BEGIN DATA

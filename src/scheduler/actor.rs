use std::time::Duration;

use tokio::sync::{mpsc, oneshot};
use tokio::time::timeout;
use tokio_util::sync::CancellationToken;
use uuid::Uuid;

use crate::config::SchedulerConfig;
use crate::error::{Result, SchedulerError};
use crate::event::EventLog;
use crate::scheduler::state::{Decision, JobState, JobStats};
use crate::scheduler::task::{NodeLoad, NodeName, Task};

/// Handle registered by `TaskStarted`. Worker termination, normal or
/// abnormal, is signalled by cancelling `done`; the actor observes the
/// token and drops the worker from its running set.
#[derive(Debug, Clone)]
pub struct WorkerHandle {
    pub id: Uuid,
    pub done: CancellationToken,
}

impl WorkerHandle {
    pub fn new() -> Self {
        Self {
            id: Uuid::new_v4(),
            done: CancellationToken::new(),
        }
    }

    /// Signal that the worker terminated.
    pub fn finished(&self) {
        self.done.cancel();
    }
}

impl Default for WorkerHandle {
    fn default() -> Self {
        Self::new()
    }
}

/// Message types for the job scheduler event loop. Synchronous requests
/// carry a reply channel; fire-and-forget ones do not.
#[derive(Debug)]
pub enum JobMessage {
    NewTask {
        task: Task,
        node_stats: Vec<NodeLoad>,
    },
    UpdateNodes {
        nodes: Vec<NodeName>,
    },
    TaskStarted {
        node: NodeName,
        worker: WorkerHandle,
    },
    Die {
        reason: String,
    },
    GetStats {
        reply: oneshot::Sender<JobStats>,
    },
    GetEmptyNodes {
        available: Vec<NodeName>,
        reply: oneshot::Sender<Vec<NodeName>>,
    },
    ScheduleLocal {
        available: Vec<NodeName>,
        reply: oneshot::Sender<Decision>,
    },
    ScheduleRemote {
        free: Vec<NodeName>,
        reply: oneshot::Sender<Decision>,
    },
    WorkerDown {
        worker: Uuid,
    },
}

/// The per-job scheduler actor. All state mutation is serialized through
/// one mailbox; the actor processes one message at a time and dies with
/// its coordinator.
pub struct JobScheduler {
    state: JobState,
    coordinator: CancellationToken,
    rx: mpsc::Receiver<JobMessage>,
    tx: mpsc::Sender<JobMessage>,
}

impl JobScheduler {
    /// Spawn the scheduler for one job and return its handle.
    ///
    /// `coordinator` is the lifetime link to the job coordinator: when it
    /// is cancelled the actor exits. If the coordinator died before the
    /// link completed, no actor is started: the returned handle's mailbox
    /// is already closed, every call observes [`SchedulerError::Gone`],
    /// and higher-level supervision cleans up.
    pub fn spawn(
        name: impl Into<String>,
        nodes: Vec<NodeName>,
        coordinator: CancellationToken,
        config: SchedulerConfig,
        events: EventLog,
    ) -> JobSchedulerHandle {
        let name = name.into();
        let (tx, rx) = mpsc::channel(config.mailbox_capacity);
        let handle = JobSchedulerHandle {
            tx: tx.clone(),
            config,
        };
        if coordinator.is_cancelled() {
            tracing::warn!(job = %name, "Coordinator already terminated, scheduler not started");
            return handle;
        }
        let actor = Self {
            state: JobState::new(name, nodes, events),
            coordinator,
            rx,
            tx,
        };
        tokio::spawn(actor.run());
        handle
    }

    async fn run(mut self) {
        tracing::info!(job = %self.state.name(), "Job scheduler started");
        loop {
            tokio::select! {
                _ = self.coordinator.cancelled() => {
                    tracing::info!(job = %self.state.name(), "Coordinator terminated, stopping scheduler");
                    break;
                }
                Some(msg) = self.rx.recv() => {
                    match msg {
                        JobMessage::NewTask { task, node_stats } => {
                            if let Err(error) = self.state.assign_task(task, node_stats) {
                                tracing::error!(job = %self.state.name(), %error, "Job aborted");
                                break;
                            }
                        }
                        JobMessage::UpdateNodes { nodes } => {
                            if let Err(error) = self.state.update_nodes(nodes) {
                                tracing::error!(job = %self.state.name(), %error, "Job aborted during reassignment");
                                break;
                            }
                        }
                        JobMessage::TaskStarted { node, worker } => {
                            self.state.task_started(node, worker.id);
                            self.watch_worker(worker);
                        }
                        JobMessage::WorkerDown { worker } => {
                            self.state.worker_done(&worker);
                        }
                        JobMessage::Die { reason } => {
                            self.state.emit_stopped(&reason);
                            tracing::warn!(job = %self.state.name(), %reason, "Job scheduler asked to stop");
                            break;
                        }
                        JobMessage::GetStats { reply } => {
                            let _ = reply.send(self.state.stats());
                        }
                        JobMessage::GetEmptyNodes { available, reply } => {
                            let _ = reply.send(self.state.empty_nodes(available));
                        }
                        JobMessage::ScheduleLocal { available, reply } => {
                            let _ = reply.send(self.state.schedule_local(available));
                        }
                        JobMessage::ScheduleRemote { free, reply } => {
                            let _ = reply.send(self.state.schedule_remote(free));
                        }
                    }
                }
            }
        }
    }

    /// Begin observing a worker's liveness. The observer posts the
    /// worker-down notice back into the mailbox, so `TaskStarted` for a
    /// worker always precedes its termination notice.
    fn watch_worker(&self, worker: WorkerHandle) {
        let tx = self.tx.clone();
        tokio::spawn(async move {
            tokio::select! {
                _ = worker.done.cancelled() => {
                    let _ = tx.send(JobMessage::WorkerDown { worker: worker.id }).await;
                }
                _ = tx.closed() => {}
            }
        });
    }
}

/// Cloneable typed facade over a job scheduler's mailbox.
///
/// Synchronous requests are bounded by the configured deadlines; a closed
/// mailbox or a dropped reply surfaces as [`SchedulerError::Gone`].
#[derive(Debug, Clone)]
pub struct JobSchedulerHandle {
    tx: mpsc::Sender<JobMessage>,
    config: SchedulerConfig,
}

impl JobSchedulerHandle {
    pub fn config(&self) -> &SchedulerConfig {
        &self.config
    }

    /// True once the actor has terminated.
    pub fn is_closed(&self) -> bool {
        self.tx.is_closed()
    }

    pub async fn new_task(&self, task: Task, node_stats: Vec<NodeLoad>) -> Result<()> {
        self.send(JobMessage::NewTask { task, node_stats }).await
    }

    pub async fn update_nodes(&self, nodes: Vec<NodeName>) -> Result<()> {
        self.send(JobMessage::UpdateNodes { nodes }).await
    }

    pub async fn task_started(&self, node: NodeName, worker: WorkerHandle) -> Result<()> {
        self.send(JobMessage::TaskStarted { node, worker }).await
    }

    /// Ask the actor to stop. Best-effort and non-blocking: the caller may
    /// be reacting to a wedged actor, so delivery is not awaited.
    pub fn die(&self, reason: impl Into<String>) {
        let reason = reason.into();
        if self
            .tx
            .try_send(JobMessage::Die {
                reason: reason.clone(),
            })
            .is_err()
        {
            tracing::warn!(%reason, "Could not deliver stop request to job scheduler");
        }
    }

    pub async fn stats(&self) -> Result<JobStats> {
        let (reply, rx) = oneshot::channel();
        self.request(
            JobMessage::GetStats { reply },
            rx,
            self.config.schedule_deadline,
        )
        .await
    }

    /// Peer query used by the arbiter's empty-node fan-out; bounded by the
    /// short peer deadline.
    pub async fn empty_nodes(&self, available: Vec<NodeName>) -> Result<Vec<NodeName>> {
        let (reply, rx) = oneshot::channel();
        self.request(
            JobMessage::GetEmptyNodes { available, reply },
            rx,
            self.config.peer_deadline,
        )
        .await
    }

    pub async fn schedule_local(&self, available: Vec<NodeName>) -> Result<Decision> {
        let (reply, rx) = oneshot::channel();
        self.request(
            JobMessage::ScheduleLocal { available, reply },
            rx,
            self.config.schedule_deadline,
        )
        .await
    }

    pub async fn schedule_remote(&self, free: Vec<NodeName>) -> Result<Decision> {
        let (reply, rx) = oneshot::channel();
        self.request(
            JobMessage::ScheduleRemote { free, reply },
            rx,
            self.config.schedule_deadline,
        )
        .await
    }

    async fn send(&self, msg: JobMessage) -> Result<()> {
        self.tx.send(msg).await.map_err(|_| SchedulerError::Gone)
    }

    async fn request<T>(
        &self,
        msg: JobMessage,
        rx: oneshot::Receiver<T>,
        deadline: Duration,
    ) -> Result<T> {
        let call = async {
            self.tx.send(msg).await.map_err(|_| SchedulerError::Gone)?;
            rx.await.map_err(|_| SchedulerError::Gone)
        };
        match timeout(deadline, call).await {
            Ok(result) => result,
            Err(_) => Err(SchedulerError::Deadline(deadline)),
        }
    }
}
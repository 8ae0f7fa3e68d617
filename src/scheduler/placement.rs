use crate::scheduler::task::{NodeName, Task};

/// Placement-feasibility predicate: an admissible node for `task` among
/// `available`, or `None`.
///
/// Forced-local tasks are never moved to another node, so they are refused
/// outright. Blacklisted nodes are stripped; forced-remote tasks
/// additionally refuse every node hosting one of their inputs. "First" is
/// defined on the caller-provided order of `available`; callers that need
/// load-aware target selection pre-sort their input.
pub fn choose_node<'a>(task: &Task, available: &'a [NodeName]) -> Option<&'a NodeName> {
    if task.force_local {
        return None;
    }
    let mut candidates = available.iter().filter(|node| !task.blacklist.contains(*node));
    if task.force_remote {
        candidates.find(|node| !task.is_input_host(node))
    } else {
        candidates.next()
    }
}
use std::collections::{HashMap, HashSet, VecDeque};
use std::fmt;

use crate::scheduler::task::{NodeName, Task};

/// Bucket key: a worker node, or the no-preference sentinel for tasks with
/// no admissible data-local host. Ordering puts nodes in name order ahead
/// of the sentinel.
#[derive(Debug, Clone, PartialEq, Eq, Hash, PartialOrd, Ord)]
pub enum Pref {
    Node(NodeName),
    NoPref,
}

impl fmt::Display for Pref {
    fn fmt(&self, f: &mut fmt::Formatter<'_>) -> fmt::Result {
        match self {
            Pref::Node(node) => write!(f, "{}", node),
            Pref::NoPref => write!(f, "nopref"),
        }
    }
}

/// Per-node queue of pending tasks, newest at the front, plus a lifetime
/// counter of every task ever placed here.
///
/// `lifetime` is a historical load hint for the fairness arbiter, not the
/// number of active tasks: it grows on every push, never shrinks, and is
/// reset only when the bucket is rebuilt after a topology change.
#[derive(Debug, Default)]
pub struct Bucket {
    lifetime: u64,
    tasks: VecDeque<Task>,
}

impl Bucket {
    /// Number of tasks currently queued.
    pub fn queued(&self) -> usize {
        self.tasks.len()
    }

    pub fn lifetime(&self) -> u64 {
        self.lifetime
    }

    pub fn is_empty(&self) -> bool {
        self.tasks.is_empty()
    }

    pub fn push(&mut self, task: Task) {
        self.lifetime += 1;
        self.tasks.push_front(task);
    }

    pub fn peek(&self) -> Option<&Task> {
        self.tasks.front()
    }

    pub fn pop(&mut self) -> Option<Task> {
        self.tasks.pop_front()
    }

    pub fn remove(&mut self, index: usize) -> Option<Task> {
        self.tasks.remove(index)
    }

    pub fn iter(&self) -> impl Iterator<Item = &Task> {
        self.tasks.iter()
    }

    fn into_tasks(self) -> VecDeque<Task> {
        self.tasks
    }
}

/// Mapping from placement preference to pending-task bucket. The
/// no-preference bucket always exists; per-node buckets are created lazily
/// on first placement and removed only when the node leaves the cluster.
#[derive(Debug, Default)]
pub struct TaskStore {
    nopref: Bucket,
    nodes: HashMap<NodeName, Bucket>,
}

impl TaskStore {
    pub fn new() -> Self {
        Self::default()
    }

    pub fn bucket(&self, key: &Pref) -> Option<&Bucket> {
        match key {
            Pref::Node(node) => self.nodes.get(node),
            Pref::NoPref => Some(&self.nopref),
        }
    }

    pub fn nopref(&self) -> &Bucket {
        &self.nopref
    }

    /// Tasks queued at `node`; zero when the bucket does not exist.
    pub fn queued_at(&self, node: &NodeName) -> usize {
        self.nodes.get(node).map(Bucket::queued).unwrap_or(0)
    }

    /// Total queued tasks across all buckets, no-preference included.
    pub fn queued_total(&self) -> usize {
        self.nopref.queued() + self.nodes.values().map(Bucket::queued).sum::<usize>()
    }

    pub fn push_task(&mut self, key: Pref, task: Task) {
        match key {
            Pref::Node(node) => self.nodes.entry(node).or_default().push(task),
            Pref::NoPref => self.nopref.push(task),
        }
    }

    pub fn peek_head(&self, key: &Pref) -> Option<&Task> {
        self.bucket(key).and_then(Bucket::peek)
    }

    pub fn pop_head(&mut self, key: &Pref) -> Option<Task> {
        match key {
            Pref::Node(node) => self.nodes.get_mut(node).and_then(Bucket::pop),
            Pref::NoPref => self.nopref.pop(),
        }
    }

    pub fn remove_at(&mut self, key: &Pref, index: usize) -> Option<Task> {
        match key {
            Pref::Node(node) => self.nodes.get_mut(node).and_then(|b| b.remove(index)),
            Pref::NoPref => self.nopref.remove(index),
        }
    }

    /// Keys of every per-node bucket with pending work, in name order.
    pub fn occupied_nodes(&self) -> Vec<Pref> {
        let mut keys: Vec<Pref> = self
            .nodes
            .iter()
            .filter(|(_, bucket)| !bucket.is_empty())
            .map(|(node, _)| Pref::Node(node.clone()))
            .collect();
        keys.sort();
        keys
    }

    /// Busiest bucket among `keys` (largest queue, ties to the smallest
    /// key in the caller's order). Empty and absent buckets are skipped.
    pub fn busiest(&self, keys: &[Pref]) -> Option<Pref> {
        let mut best: Option<(usize, &Pref)> = None;
        for key in keys {
            let queued = self.bucket(key).map(Bucket::queued).unwrap_or(0);
            if queued == 0 {
                continue;
            }
            match best {
                Some((most, _)) if most >= queued => {}
                _ => best = Some((queued, key)),
            }
        }
        best.map(|(_, key)| key.clone())
    }

    /// Drop the buckets of every node not in `live` and rebuild the
    /// no-preference bucket fresh, returning the orphaned tasks flattened
    /// in bucket-key order. Surviving per-node buckets keep their lifetime
    /// counters.
    pub fn drain_departed(&mut self, live: &HashSet<NodeName>) -> Vec<Task> {
        let mut departed: Vec<NodeName> = self
            .nodes
            .keys()
            .filter(|node| !live.contains(*node))
            .cloned()
            .collect();
        departed.sort();

        let mut orphaned = Vec::new();
        for node in departed {
            if let Some(bucket) = self.nodes.remove(&node) {
                orphaned.extend(bucket.into_tasks());
            }
        }
        orphaned.extend(std::mem::take(&mut self.nopref).into_tasks());
        orphaned
    }
}
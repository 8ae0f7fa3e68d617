//! The arbiter-side half of a scheduling round.
//!
//! The fan-out to peer job actors runs here, in the arbiter's context,
//! never inside a job actor's handler: actor-to-actor synchronous calls
//! must not form a cycle.

use crate::error::SchedulerError;
use crate::scheduler::actor::JobSchedulerHandle;
use crate::scheduler::state::Decision;
use crate::scheduler::task::NodeName;

/// Run one scheduling round for `job` against the other live jobs.
///
/// Phase one asks the job for a data-local placement. On `NoLocal` the
/// round falls back to phase two: the nodes every peer job is willing to
/// surrender are intersected and offered for remote execution. A job that
/// misses its deadline is asked to die and the round reports `NoNodes`.
pub async fn schedule(
    job: &JobSchedulerHandle,
    peers: &[JobSchedulerHandle],
    available: Vec<NodeName>,
) -> Decision {
    let local = match job.schedule_local(available.clone()).await {
        Ok(decision) => decision,
        Err(error) => return no_decision(job, error),
    };
    if local != Decision::NoLocal {
        return local;
    }
    let free = cross_job_empty_nodes(peers, available).await;
    match job.schedule_remote(free).await {
        Ok(decision) => decision,
        Err(error) => no_decision(job, error),
    }
}

/// Intersect the empty-node answers of `peers`, starting from `available`.
///
/// Peers are asked one at a time under the short peer deadline. A peer
/// that is late or gone is skipped and the set passes through unfiltered;
/// one wedged job must not stall the whole scheduler.
pub async fn cross_job_empty_nodes(
    peers: &[JobSchedulerHandle],
    available: Vec<NodeName>,
) -> Vec<NodeName> {
    let mut free = available;
    for peer in peers {
        if free.is_empty() {
            break;
        }
        match peer.empty_nodes(free.clone()).await {
            Ok(nodes) => free = nodes,
            Err(error) => {
                tracing::warn!(%error, "Peer job skipped during empty-node fan-out");
            }
        }
    }
    free
}

fn no_decision(job: &JobSchedulerHandle, error: SchedulerError) -> Decision {
    if matches!(error, SchedulerError::Deadline(_)) {
        tracing::error!(%error, "Job scheduler missed its deadline, asking it to die");
        job.die("schedule request timed out");
    } else {
        tracing::warn!(%error, "Job scheduler unavailable, no decision");
    }
    Decision::NoNodes
}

END DATA

If a line in the data holds the string "VecDeque", copy that line.

## SOLUTION FOR THIS PROBLEM
use std::collections::{HashMap, HashSet, VecDeque};
    tasks: VecDeque<Task>,
    fn into_tasks(self) -> VecDeque<Task> {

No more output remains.